--- RECORDS FOR THIS TASK ---

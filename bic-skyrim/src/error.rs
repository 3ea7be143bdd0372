//! Plugin error types.

use thiserror::Error;

use crate::config::HostVersion;

/// Errors raised while loading or running the plugin.
#[derive(Debug, Error)]
pub enum PluginError {
    /// The host script extender is older than the plugin requires.
    #[error("Host version {found} is too old (requires {required} or newer)")]
    HostTooOld {
        required: HostVersion,
        found: HostVersion,
    },

    /// The tracing subscriber could not be installed.
    #[error("Logging setup failed: {0}")]
    Logging(String),

    /// Error from the core library (configuration, I/O).
    #[error(transparent)]
    Core(#[from] bic_core::BicError),
}

/// Convenience Result type alias.
pub type Result<T> = std::result::Result<T, PluginError>;
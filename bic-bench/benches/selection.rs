//! Best-in-class benchmark suite.
//!
//! Targets:
//!   select_200_items ........... < 20μs
//!   full_pass_200_items ........ < 30μs
//!   menu_pass_200_entries ...... < 40μs

use criterion::{black_box, criterion_group, criterion_main, Criterion};

use bic_bench::{menu_inventory, record_inventory};
use bic_core::config::MarkerConfig;
use bic_core::{run_pass, select};

/// Benchmark: selection traversal only.
fn bench_select(c: &mut Criterion) {
    let items = record_inventory(200);
    c.bench_function("select_200_items", |b| {
        b.iter(|| black_box(select(black_box(&items))));
    });
}

/// Benchmark: select then mark over owned records.
fn bench_full_pass(c: &mut Criterion) {
    let config = MarkerConfig::default();
    c.bench_function("full_pass_200_items", |b| {
        b.iter_batched(
            || record_inventory(200),
            |mut items| black_box(run_pass(&mut items, &config)),
            criterion::BatchSize::SmallInput,
        );
    });
}

/// Benchmark: select then mark over host menu entries (includes form bridging).
fn bench_menu_pass(c: &mut Criterion) {
    let config = MarkerConfig::default();
    c.bench_function("menu_pass_200_entries", |b| {
        b.iter_batched(
            || menu_inventory(200),
            |mut items| black_box(run_pass(&mut items, &config)),
            criterion::BatchSize::SmallInput,
        );
    });
}

criterion_group!(benches, bench_select, bench_full_pass, bench_menu_pass);
criterion_main!(benches);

---

◆ **PROBLEM TO WORK ON**: Every line above that holds the string "then" should be copied out.

◆ **THE ANSWER**:
/// Benchmark: select then mark over owned records.
/// Benchmark: select then mark over host menu entries (includes form bridging).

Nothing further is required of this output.